Sono Maria, avvocata di 38 anni, sposata da dieci con un uomo gentile, casa in ordine, figli a scuola. Tutti mi vedono come la donna perfetta, seria, con l’anello al dito che brilla sotto le luci dell’ufficio. Ma dentro, c’è un fuoco che non si spegne. Roméo… lui è il mio segreto. L’ho incontrato online, chat innocenti che sono diventate bollenti. Oggi prendo il treno per Milano, gli ho detto a mio marito che è un seminario di lavoro. Bugia semplice, ma il cuore mi martella nel petto mentre salgo in carrozza. Valigia in mano, occhiali scuri, fingo calma. Il treno parte, ma… ritardo. Ore di attesa in una folla sudata, niente da bere, toilette schifose. La vescica piena preme sul basso ventre, un misto di rabbia e eccitazione strana. Penso a lui, a quella prima volta… non era nemmeno un vero appuntamento. Ero nervosa, a casa mia, lui con quella voce calda. ‘Vieni qui’, mi ha detto, mano sul mio fondoschiena. Io ridevo stupida, sentivo la fica gonfiarsi senza motivo. ‘Aspetta, ti faccio stare bene’, ho balbettato, inginocchiandomi. Ho slacciato i suoi jeans, mano tremante. E lì… Dio, il suo cazzo. Enorme, curvo verso il basso, gonfio. ‘È… grosso’, ho sussurrato, ipnotizzata. L’ho leccato piano, sapore salato, vena pulsante. L’ho ingoiato, lui gemeva forte, mani nei miei capelli. ‘Brava troia, succhia bene’. Mi ha spogliata, mi ha guardata nuda, ordinandomi di aprire le cosce. ‘Girati, voglio scoparti il culo’. Dolore iniziale, poi estasi, lui dentro fino in fondo, io che gridavo nel cuscino. Da allora, lo voglio sempre.
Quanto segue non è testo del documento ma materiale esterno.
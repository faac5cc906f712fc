//! Scripted provider and context builders shared by strategy tests.

use std::collections::VecDeque;
use std::sync::Arc;

use async_trait::async_trait;
use tokio::sync::{mpsc, Mutex};
use tokio_util::sync::CancellationToken;

use crate::config::StrategyThresholds;
use crate::error::ProviderError;
use crate::prompts::PromptSet;
use crate::provider::{CompletionOptions, TextProvider};
use crate::session::{ProgressEvent, SessionRegistry};
use crate::store::MemoryStore;
use crate::strategy::RunCtx;

/// A provider that replays a fixed script of responses.
///
/// Each call consumes one scripted result; once the script is exhausted the
/// provider falls back to the `repeat` response if one was set, otherwise it
/// reports `Unavailable`.
pub(crate) struct ScriptedProvider {
    script: Mutex<VecDeque<Result<String, ProviderError>>>,
    repeat: Option<String>,
    pub calls: Mutex<Vec<(String, String)>>,
}

impl ScriptedProvider {
    pub fn new<S: Into<String>>(responses: Vec<S>) -> Self {
        Self::with_results(responses.into_iter().map(|r| Ok(r.into())).collect())
    }

    pub fn repeating(response: &str) -> Self {
        Self {
            script: Mutex::new(VecDeque::new()),
            repeat: Some(response.to_string()),
            calls: Mutex::new(Vec::new()),
        }
    }

    pub fn with_results(results: Vec<Result<String, ProviderError>>) -> Self {
        Self {
            script: Mutex::new(results.into()),
            repeat: None,
            calls: Mutex::new(Vec::new()),
        }
    }

    pub async fn call_count(&self) -> usize {
        self.calls.lock().await.len()
    }

    async fn next(&self, system: &str, prompt: &str) -> Result<String, ProviderError> {
        self.calls
            .lock()
            .await
            .push((system.to_string(), prompt.to_string()));

        if let Some(result) = self.script.lock().await.pop_front() {
            return result;
        }
        match &self.repeat {
            Some(response) => Ok(response.clone()),
            None => Err(ProviderError::Unavailable("script exhausted".into())),
        }
    }
}

#[async_trait]
impl TextProvider for ScriptedProvider {
    async fn complete(
        &self,
        system: &str,
        prompt: &str,
        _options: &CompletionOptions,
    ) -> Result<String, ProviderError> {
        self.next(system, prompt).await
    }

    async fn complete_streaming(
        &self,
        system: &str,
        prompt: &str,
        _options: &CompletionOptions,
        on_token: mpsc::Sender<String>,
        _cancel: CancellationToken,
    ) -> Result<String, ProviderError> {
        let text = self.next(system, prompt).await?;
        let _ = on_token.send(text.clone()).await;
        Ok(text)
    }

    fn provider_name(&self) -> &'static str {
        "scripted"
    }

    fn model_id(&self) -> &str {
        "scripted-model"
    }
}

pub(crate) const TEST_SESSION: &str = "test-session";

/// A ready-to-run context over a fresh registry and in-memory store.
pub(crate) async fn test_ctx(provider: Arc<dyn TextProvider>) -> RunCtx {
    let sessions = SessionRegistry::new();
    let cancel = sessions.start(TEST_SESSION).await;
    RunCtx {
        provider,
        store: Arc::new(MemoryStore::new()),
        sessions,
        prompts: Arc::new(PromptSet::default()),
        thresholds: StrategyThresholds::default(),
        options: CompletionOptions::default(),
        session_id: TEST_SESSION.to_string(),
        events: None,
        cancel,
    }
}

/// Like [`test_ctx`] but with an event channel attached.
pub(crate) async fn test_ctx_with_events(
    provider: Arc<dyn TextProvider>,
) -> (RunCtx, mpsc::Receiver<ProgressEvent>) {
    let (tx, rx) = mpsc::channel(256);
    let mut ctx = test_ctx(provider).await;
    ctx.events = Some(tx);
    (ctx, rx)
}

/// Drain every event currently buffered on the receiver.
pub(crate) fn drain_events(rx: &mut mpsc::Receiver<ProgressEvent>) -> Vec<ProgressEvent> {
    let mut events = Vec::new();
    while let Ok(event) = rx.try_recv() {
        events.push(event);
    }
    events
}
Il treno arriva a notte fonda. Roméo sul binario, occhi stanchi ma affamati, mi fa cenni esagerati. Qualche viaggiatore sorride, ‘Che romantica!’. Io arrossisco, ma dentro rido. Salgo sulla sua macchina, mani che si sfiorano. ‘Mi sei mancata, puttanella mia’. Casa sua è vicina, entriamo di fretta. Porte sbattute, vestiti volano. ‘Svelta, prima che torni tuo marito’. Lo spingo sul letto, gli slaccio i pantaloni. Il cazzo salta fuori, duro come ferro, cappella viola. Lo lecco avida, linguate lunghe, lo prendo in gola fino a soffocare. ‘Cazzo, sì, ingoialo tutto’. Lui mi ribalta, mi strappa le mutande. Dita nella fica fradicia, ‘Sei inzuppata, troia’. Mi penetra di colpo, spinte violente, il letto cigola. Sento l’anello al dito sfregare contro il suo petto peloso, contrasto pazzesco. ‘Scopami più forte’, ansimo. Mi gira, sputa sul buco del culo, entra piano. Brucia, ma adoro. ‘Prendilo tutto, sei la mia puttana segreta’. Vado in pezzi, orgasmo che mi squassa, lui sborra dentro, caldo, profondo. Sudati, ansimanti, cinque minuti di paradiso rubato.

Il Segreto del Viaggio e la Tensione che Sale

Devo andare, il treno di ritorno parte presto. Mi vesto in fretta, bacio veloce. ‘Torna presto, amore’. In treno, sola, sorrido. Il telefono vibra: messaggio del marito, ‘Tutto ok? Ti aspetto’. ‘Sì, arrivo’. L’anello pulito, trucco rifatto, entro in casa. Lui dorme, i figli tranquilli. Mi infilo a letto, corpo ancora tremante, fica dolorante. Colpevole? Un po’. Ma eccitata da morire. Questo segreto mi fa viva, il brivido di rischiare tutto. Domani ufficio, sorriso professionale. Ma dentro, Roméo mi scopa ancora. E io non vedo l’ora del prossimo treno.